- Directions for this task:
Return every line of the listing, exactly as it reads.

### Records supplied ###

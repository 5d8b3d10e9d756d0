//! A flat vector addressed by joint id through a precomputed range table, built once per
//! mechanism (for `q` and separately for `v`) rather than recomputed from running
//! offsets on every access.

use mechanism_spatial::scalar::Scalar;
use std::ops::Range;

/// A mapping from dense joint id to a contiguous range within a flat buffer. Built once
/// per mechanism (for `q` and separately for `v`) and shared by every `SegmentedVector`
/// over that mechanism, regardless of scalar type.
#[derive(Clone, Debug, PartialEq, Eq)]
pub struct SegmentLayout {
    ranges: Vec<Range<usize>>,
}

impl SegmentLayout {
    /// Builds a layout from the per-joint widths, in joint-id order starting at joint 1
    /// (joint 0 is reserved for the virtual root-to-world attachment and has zero width).
    #[must_use]
    pub fn from_widths(widths: &[usize]) -> Self {
        let mut ranges = Vec::with_capacity(widths.len());
        let mut offset = 0;
        for &width in widths {
            ranges.push(offset..offset + width);
            offset += width;
        }
        Self { ranges }
    }

    #[must_use]
    pub fn total_len(&self) -> usize {
        self.ranges.last().map_or(0, |r| r.end)
    }

    #[must_use]
    pub fn range(&self, joint_index: usize) -> Range<usize> {
        self.ranges[joint_index].clone()
    }

    #[must_use]
    pub fn njoints(&self) -> usize {
        self.ranges.len()
    }
}

/// A flat buffer addressed by joint id through a shared [`SegmentLayout`].
#[derive(Clone, Debug, PartialEq)]
pub struct SegmentedVector<T: Scalar> {
    data: Vec<T>,
}

impl<T: Scalar> SegmentedVector<T> {
    #[must_use]
    pub fn zeros(layout: &SegmentLayout) -> Self {
        Self {
            data: vec![T::zero(); layout.total_len()],
        }
    }

    #[must_use]
    pub fn from_flat(data: Vec<T>) -> Self {
        Self { data }
    }

    #[must_use]
    pub fn len(&self) -> usize {
        self.data.len()
    }

    #[must_use]
    pub fn is_empty(&self) -> bool {
        self.data.is_empty()
    }

    #[must_use]
    pub fn as_slice(&self) -> &[T] {
        &self.data
    }

    #[must_use]
    pub fn as_mut_slice(&mut self) -> &mut [T] {
        &mut self.data
    }

    #[must_use]
    pub fn segment(&self, layout: &SegmentLayout, joint_index: usize) -> &[T] {
        &self.data[layout.range(joint_index)]
    }

    pub fn segment_mut(&mut self, layout: &SegmentLayout, joint_index: usize) -> &mut [T] {
        &mut self.data[layout.range(joint_index)]
    }

    pub fn update_segment(&mut self, layout: &SegmentLayout, joint_index: usize, values: &[T]) {
        self.data[layout.range(joint_index)].copy_from_slice(values);
    }
}

#[cfg(test)]
mod tests {
    use super::*;

    #[test]
    fn ranges_cover_total_width_exactly_once() {
        let layout = SegmentLayout::from_widths(&[1, 0, 3, 1]);
        assert_eq!(layout.total_len(), 5);
        assert_eq!(layout.range(0), 0..1);
        assert_eq!(layout.range(1), 1..1);
        assert_eq!(layout.range(2), 1..4);
        assert_eq!(layout.range(3), 4..5);
    }

    #[test]
    fn update_segment_writes_in_place() {
        let layout = SegmentLayout::from_widths(&[2, 1]);
        let mut v = SegmentedVector::<f64>::zeros(&layout);
        v.update_segment(&layout, 0, &[1.0, 2.0]);
        assert_eq!(v.segment(&layout, 0), &[1.0, 2.0]);
        assert_eq!(v.segment(&layout, 1), &[0.0]);
    }
}
//! Errors for mechanism construction and topology queries: `TopologyError`,
//! `DimensionMismatch`, `ArgumentError`, and `StaleState`, each a hand-written
//! `Display`/`std::error::Error` impl rather than a derive macro.

use std::fmt::Display;

#[derive(Debug, Clone, PartialEq, Eq)]
pub enum TopologyError {
    /// `attach!` would introduce a cycle in the spanning tree.
    WouldCreateCycle { predecessor: usize, successor: usize },
    /// A body id was not found in the mechanism.
    UnknownBody(usize),
    /// A joint id was not found in the mechanism.
    UnknownJoint(usize),
}

impl Display for TopologyError {
    fn fmt(&self, f: &mut std::fmt::Formatter<'_>) -> std::fmt::Result {
        match self {
            TopologyError::WouldCreateCycle {
                predecessor,
                successor,
            } => write!(
                f,
                "attaching body {successor} to body {predecessor} would create a cycle"
            ),
            TopologyError::UnknownBody(id) => write!(f, "unknown body id {id}"),
            TopologyError::UnknownJoint(id) => write!(f, "unknown joint id {id}"),
        }
    }
}

impl std::error::Error for TopologyError {}

#[derive(Debug, Clone, PartialEq, Eq)]
pub struct DimensionMismatch {
    pub name: &'static str,
    pub expected: usize,
    pub got: usize,
}

impl Display for DimensionMismatch {
    fn fmt(&self, f: &mut std::fmt::Formatter<'_>) -> std::fmt::Result {
        write!(
            f,
            "incorrect size for '{}': expected {}, got {}",
            self.name, self.expected, self.got
        )
    }
}

impl std::error::Error for DimensionMismatch {}

#[derive(Debug, Clone, PartialEq, Eq)]
pub enum ArgumentError {
    NonPositiveSemidefiniteInertia,
    NegativeMass,
    NonContiguousSegmentRange,
}

impl Display for ArgumentError {
    fn fmt(&self, f: &mut std::fmt::Formatter<'_>) -> std::fmt::Result {
        match self {
            ArgumentError::NonPositiveSemidefiniteInertia => {
                write!(f, "rotational moment is not positive semidefinite")
            }
            ArgumentError::NegativeMass => write!(f, "mass must be non-negative"),
            ArgumentError::NonContiguousSegmentRange => {
                write!(f, "segment ranges must cover [1..n] exactly once, in joint-id order")
            }
        }
    }
}

impl std::error::Error for ArgumentError {}

/// A `MechanismState` or `DynamicsResult` built for a prior topology generation was used
/// after the owning mechanism was mutated.
#[derive(Debug, Clone, Copy, PartialEq, Eq)]
pub struct StaleState {
    pub expected_generation: u64,
    pub got_generation: u64,
}

impl Display for StaleState {
    fn fmt(&self, f: &mut std::fmt::Formatter<'_>) -> std::fmt::Result {
        write!(
            f,
            "state was built for mechanism generation {}, but the mechanism is now at generation {}",
            self.got_generation, self.expected_generation
        )
    }
}

impl std::error::Error for StaleState {}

###

- Expected answer:
repository 5d8b3d10e9d756d0
//! A flat vector addressed by joint id through a precomputed range table, built once per
//! mechanism (for `q` and separately for `v`) rather than recomputed from running
//! offsets on every access.

use mechanism_spatial::scalar::Scalar;
use std::ops::Range;

/// A mapping from dense joint id to a contiguous range within a flat buffer. Built once
/// per mechanism (for `q` and separately for `v`) and shared by every `SegmentedVector`
/// over that mechanism, regardless of scalar type.
#[derive(Clone, Debug, PartialEq, Eq)]
pub struct SegmentLayout {
    ranges: Vec<Range<usize>>,
}

impl SegmentLayout {
    /// Builds a layout from the per-joint widths, in joint-id order starting at joint 1
    /// (joint 0 is reserved for the virtual root-to-world attachment and has zero width).
    #[must_use]
    pub fn from_widths(widths: &[usize]) -> Self {
        let mut ranges = Vec::with_capacity(widths.len());
        let mut offset = 0;
        for &width in widths {
            ranges.push(offset..offset + width);
            offset += width;
        }
        Self { ranges }
    }

    #[must_use]
    pub fn total_len(&self) -> usize {
        self.ranges.last().map_or(0, |r| r.end)
    }

    #[must_use]
    pub fn range(&self, joint_index: usize) -> Range<usize> {
        self.ranges[joint_index].clone()
    }

    #[must_use]
    pub fn njoints(&self) -> usize {
        self.ranges.len()
    }
}

/// A flat buffer addressed by joint id through a shared [`SegmentLayout`].
#[derive(Clone, Debug, PartialEq)]
pub struct SegmentedVector<T: Scalar> {
    data: Vec<T>,
}

impl<T: Scalar> SegmentedVector<T> {
    #[must_use]
    pub fn zeros(layout: &SegmentLayout) -> Self {
        Self {
            data: vec![T::zero(); layout.total_len()],
        }
    }

    #[must_use]
    pub fn from_flat(data: Vec<T>) -> Self {
        Self { data }
    }

    #[must_use]
    pub fn len(&self) -> usize {
        self.data.len()
    }

    #[must_use]
    pub fn is_empty(&self) -> bool {
        self.data.is_empty()
    }

    #[must_use]
    pub fn as_slice(&self) -> &[T] {
        &self.data
    }

    #[must_use]
    pub fn as_mut_slice(&mut self) -> &mut [T] {
        &mut self.data
    }

    #[must_use]
    pub fn segment(&self, layout: &SegmentLayout, joint_index: usize) -> &[T] {
        &self.data[layout.range(joint_index)]
    }

    pub fn segment_mut(&mut self, layout: &SegmentLayout, joint_index: usize) -> &mut [T] {
        &mut self.data[layout.range(joint_index)]
    }

    pub fn update_segment(&mut self, layout: &SegmentLayout, joint_index: usize, values: &[T]) {
        self.data[layout.range(joint_index)].copy_from_slice(values);
    }
}

#[cfg(test)]
mod tests {
    use super::*;

    #[test]
    fn ranges_cover_total_width_exactly_once() {
        let layout = SegmentLayout::from_widths(&[1, 0, 3, 1]);
        assert_eq!(layout.total_len(), 5);
        assert_eq!(layout.range(0), 0..1);
        assert_eq!(layout.range(1), 1..1);
        assert_eq!(layout.range(2), 1..4);
        assert_eq!(layout.range(3), 4..5);
    }

    #[test]
    fn update_segment_writes_in_place() {
        let layout = SegmentLayout::from_widths(&[2, 1]);
        let mut v = SegmentedVector::<f64>::zeros(&layout);
        v.update_segment(&layout, 0, &[1.0, 2.0]);
        assert_eq!(v.segment(&layout, 0), &[1.0, 2.0]);
        assert_eq!(v.segment(&layout, 1), &[0.0]);
    }
}
//! Errors for mechanism construction and topology queries: `TopologyError`,
//! `DimensionMismatch`, `ArgumentError`, and `StaleState`, each a hand-written
//! `Display`/`std::error::Error` impl rather than a derive macro.

use std::fmt::Display;

#[derive(Debug, Clone, PartialEq, Eq)]
pub enum TopologyError {
    /// `attach!` would introduce a cycle in the spanning tree.
    WouldCreateCycle { predecessor: usize, successor: usize },
    /// A body id was not found in the mechanism.
    UnknownBody(usize),
    /// A joint id was not found in the mechanism.
    UnknownJoint(usize),
}

impl Display for TopologyError {
    fn fmt(&self, f: &mut std::fmt::Formatter<'_>) -> std::fmt::Result {
        match self {
            TopologyError::WouldCreateCycle {
                predecessor,
                successor,
            } => write!(
                f,
                "attaching body {successor} to body {predecessor} would create a cycle"
            ),
            TopologyError::UnknownBody(id) => write!(f, "unknown body id {id}"),
            TopologyError::UnknownJoint(id) => write!(f, "unknown joint id {id}"),
        }
    }
}

impl std::error::Error for TopologyError {}

#[derive(Debug, Clone, PartialEq, Eq)]
pub struct DimensionMismatch {
    pub name: &'static str,
    pub expected: usize,
    pub got: usize,
}

impl Display for DimensionMismatch {
    fn fmt(&self, f: &mut std::fmt::Formatter<'_>) -> std::fmt::Result {
        write!(
            f,
            "incorrect size for '{}': expected {}, got {}",
            self.name, self.expected, self.got
        )
    }
}

impl std::error::Error for DimensionMismatch {}

#[derive(Debug, Clone, PartialEq, Eq)]
pub enum ArgumentError {
    NonPositiveSemidefiniteInertia,
    NegativeMass,
    NonContiguousSegmentRange,
}

impl Display for ArgumentError {
    fn fmt(&self, f: &mut std::fmt::Formatter<'_>) -> std::fmt::Result {
        match self {
            ArgumentError::NonPositiveSemidefiniteInertia => {
                write!(f, "rotational moment is not positive semidefinite")
            }
            ArgumentError::NegativeMass => write!(f, "mass must be non-negative"),
            ArgumentError::NonContiguousSegmentRange => {
                write!(f, "segment ranges must cover [1..n] exactly once, in joint-id order")
            }
        }
    }
}

impl std::error::Error for ArgumentError {}

/// A `MechanismState` or `DynamicsResult` built for a prior topology generation was used
/// after the owning mechanism was mutated.
#[derive(Debug, Clone, Copy, PartialEq, Eq)]
pub struct StaleState {
    pub expected_generation: u64,
    pub got_generation: u64,
}

impl Display for StaleState {
    fn fmt(&self, f: &mut std::fmt::Formatter<'_>) -> std::fmt::Result {
        write!(
            f,
            "state was built for mechanism generation {}, but the mechanism is now at generation {}",
            self.got_generation, self.expected_generation
        )
    }
}

impl std::error::Error for StaleState {}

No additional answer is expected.